And as above, we could have used outer joins to include employees whose supervisors have no supervisor:
SELECT emp.name AS employee, coalesce(supsup.name, '-') AS super2visor FROM employees AS emp LEFT JOIN employees AS sup ON emp.supervisor_id = sup.employee_id LEFT JOIN employees AS supsup ON sup.supervisor_id = supsup.employee_id ORDER BY emp.name
Find all supervisors of Greta. This was not even possible before recursive
WITH
statements were introduced in SQL – we can solve it with the following CTE (the initial number 7 is Gabriel's id, since he's Gretas nearest supervisor):WITH RECURSIVE supervisors(id) AS ( VALUES (7) UNION SELECT supervisor_id FROM employees JOIN supervisors ON id = employee_id ) SELECT id FROM supervisors
It works, but it's clearly not ideal. And the problem is that the problem isn't really suited for a relational database – on Monday next week, Neo4j will describe Graph Databases, which are much, much, much better tools for problems such as this.

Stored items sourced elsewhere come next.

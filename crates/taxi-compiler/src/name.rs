//! Qualified type names.
//!
//! A name is a namespace, a simple name and (for parameterized types) a list
//! of parameter names. Surface text like `com.acme.Box<lang.taxi.String>` or
//! `Foo[]` is parsed into this structure; `Foo[]` is sugar for
//! `lang.taxi.Array<Foo>`.

use std::fmt;

use serde::Serialize;

use crate::primitives::TAXI_NAMESPACE;

#[derive(Debug, Clone, PartialEq, Eq, Hash, PartialOrd, Ord, Serialize)]
pub struct QualifiedName {
    pub namespace: String,
    pub type_name: String,
    pub parameters: Vec<QualifiedName>,
}

#[derive(Debug, Clone, PartialEq, Eq, thiserror::Error)]
pub enum NameParseError {
    #[error("empty type name")]
    Empty,
    #[error("unexpected `{found}` at offset {offset} in `{text}`")]
    Unexpected { text: String, found: char, offset: usize },
    #[error("unclosed `<` in `{0}`")]
    Unclosed(String),
}

impl QualifiedName {
    pub fn new(namespace: impl Into<String>, type_name: impl Into<String>) -> Self {
        Self {
            namespace: namespace.into(),
            type_name: type_name.into(),
            parameters: Vec::new(),
        }
    }

    /// Split a plain dotted name at its last `.`. No generic syntax.
    pub fn from_fully_qualified(name: &str) -> Self {
        match name.rsplit_once('.') {
            Some((namespace, type_name)) => Self::new(namespace, type_name),
            None => Self::new("", name),
        }
    }

    pub fn with_parameters(mut self, parameters: Vec<QualifiedName>) -> Self {
        self.parameters = parameters;
        self
    }

    /// The built-in `lang.taxi.Array<element>`.
    pub fn array_of(element: QualifiedName) -> Self {
        Self::new(TAXI_NAMESPACE, "Array").with_parameters(vec![element])
    }

    /// Parse `a.b.Foo`, `a.b.Foo<X, Y<Z>>` or `Foo[]`.
    pub fn parse(text: &str) -> Result<Self, NameParseError> {
        let mut parser = NameParser {
            text,
            chars: text.char_indices().peekable(),
        };
        let name = parser.parse_name()?;
        match parser.chars.next() {
            None => Ok(name),
            Some((offset, found)) => Err(NameParseError::Unexpected {
                text: text.to_string(),
                found,
                offset,
            }),
        }
    }

    /// `namespace.Name`, or just `Name` in the root namespace.
    pub fn fully_qualified_name(&self) -> String {
        qualify(&self.namespace, &self.type_name)
    }

    /// The fully qualified name followed by `<P1,P2>` when parameterized.
    pub fn parameterized_name(&self) -> String {
        let base = self.fully_qualified_name();
        if self.parameters.is_empty() {
            return base;
        }
        let params: Vec<String> = self.parameters.iter().map(|p| p.parameterized_name()).collect();
        format!("{base}<{}>", params.join(","))
    }
}

impl fmt::Display for QualifiedName {
    fn fmt(&self, f: &mut fmt::Formatter<'_>) -> fmt::Result {
        f.write_str(&self.parameterized_name())
    }
}

/// Join a namespace and a simple name.
pub fn qualify(namespace: &str, name: &str) -> String {
    if namespace.is_empty() {
        name.to_string()
    } else {
        format!("{namespace}.{name}")
    }
}

struct NameParser<'a> {
    text: &'a str,
    chars: std::iter::Peekable<std::str::CharIndices<'a>>,
}

impl NameParser<'_> {
    fn parse_name(&mut self) -> Result<QualifiedName, NameParseError> {
        self.skip_whitespace();
        let mut dotted = String::new();
        while let Some(&(_, c)) = self.chars.peek() {
            if c.is_alphanumeric() || c == '_' || c == '$' || c == '.' {
                dotted.push(c);
                self.chars.next();
            } else {
                break;
            }
        }
        if dotted.is_empty() {
            return match self.chars.peek() {
                Some(&(offset, found)) => Err(self.unexpected(offset, found)),
                None => Err(NameParseError::Empty),
            };
        }

        let mut name = QualifiedName::from_fully_qualified(&dotted);
        self.skip_whitespace();

        if let Some(&(_, '<')) = self.chars.peek() {
            self.chars.next();
            loop {
                name.parameters.push(self.parse_name()?);
                self.skip_whitespace();
                match self.chars.next() {
                    Some((_, ',')) => continue,
                    Some((_, '>')) => break,
                    Some((offset, found)) => return Err(self.unexpected(offset, found)),
                    None => return Err(NameParseError::Unclosed(self.text.to_string())),
                }
            }
        }

        while let Some(&(offset, '[')) = self.chars.peek() {
            self.chars.next();
            match self.chars.next() {
                Some((_, ']')) => name = QualifiedName::array_of(name),
                Some((at, found)) => return Err(self.unexpected(at, found)),
                None => return Err(self.unexpected(offset, '[')),
            }
        }
        Ok(name)
    }

    fn skip_whitespace(&mut self) {
        while matches!(self.chars.peek(), Some(&(_, c)) if c.is_whitespace()) {
            self.chars.next();
        }
    }

    fn unexpected(&self, offset: usize, found: char) -> NameParseError {
        NameParseError::Unexpected {
            text: self.text.to_string(),
            found,
            offset,
        }
    }
}

#[cfg(test)]
mod tests {
    use super::*;

    #[test]
    fn plain_and_root_names() {
        let name = QualifiedName::parse("com.acme.Person").unwrap();
        assert_eq!(name.namespace, "com.acme");
        assert_eq!(name.type_name, "Person");
        assert_eq!(name.fully_qualified_name(), "com.acme.Person");

        let root = QualifiedName::parse("Person").unwrap();
        assert_eq!(root.namespace, "");
        assert_eq!(root.fully_qualified_name(), "Person");
    }

    #[test]
    fn generic_parameters_are_nested() {
        let name = QualifiedName::parse("lang.taxi.Map<lang.taxi.String, a.Box<b.C>>").unwrap();
        assert_eq!(name.parameters.len(), 2);
        assert_eq!(name.parameters[1].parameters[0].fully_qualified_name(), "b.C");
        assert_eq!(
            name.parameterized_name(),
            "lang.taxi.Map<lang.taxi.String,a.Box<b.C>>"
        );
    }

    #[test]
    fn array_shorthand_is_array_generic() {
        let sugar = QualifiedName::parse("com.Foo[]").unwrap();
        let explicit = QualifiedName::parse("lang.taxi.Array<com.Foo>").unwrap();
        assert_eq!(sugar, explicit);

        let nested = QualifiedName::parse("Foo[][]").unwrap();
        assert_eq!(nested.parameterized_name(), "lang.taxi.Array<lang.taxi.Array<Foo>>");
    }

    #[test]
    fn malformed_names() {
        assert_eq!(QualifiedName::parse(""), Err(NameParseError::Empty));
        assert!(matches!(
            QualifiedName::parse("Foo<Bar"),
            Err(NameParseError::Unclosed(_))
        ));
        assert!(matches!(
            QualifiedName::parse("Foo>"),
            Err(NameParseError::Unexpected { found: '>', .. })
        ));
    }
}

A note on self joins and cascading foreign keys
In the examples above, we didn't declare supervisor_id
as a foreign key – we could have done so, but it requires us to be a bit careful (it's called a self referencing foreign key, since it refers to an attribute in the same table).
The topmost supervisor have no supervisor, so she can't have her supervisor's id in the table – that means we need to come up with a way to put a row without a proper foreign key into the table, and there are at least three alternatives:
- We can turn off foreign key checking (or just wait to turn it on until after we've inserted the first row).
- We could allow the top supervisor to be her own supervisor (it's a bit of a hack).
- We could set her
supervisor_id
toNULL
, in which case the foreign key would not be checked.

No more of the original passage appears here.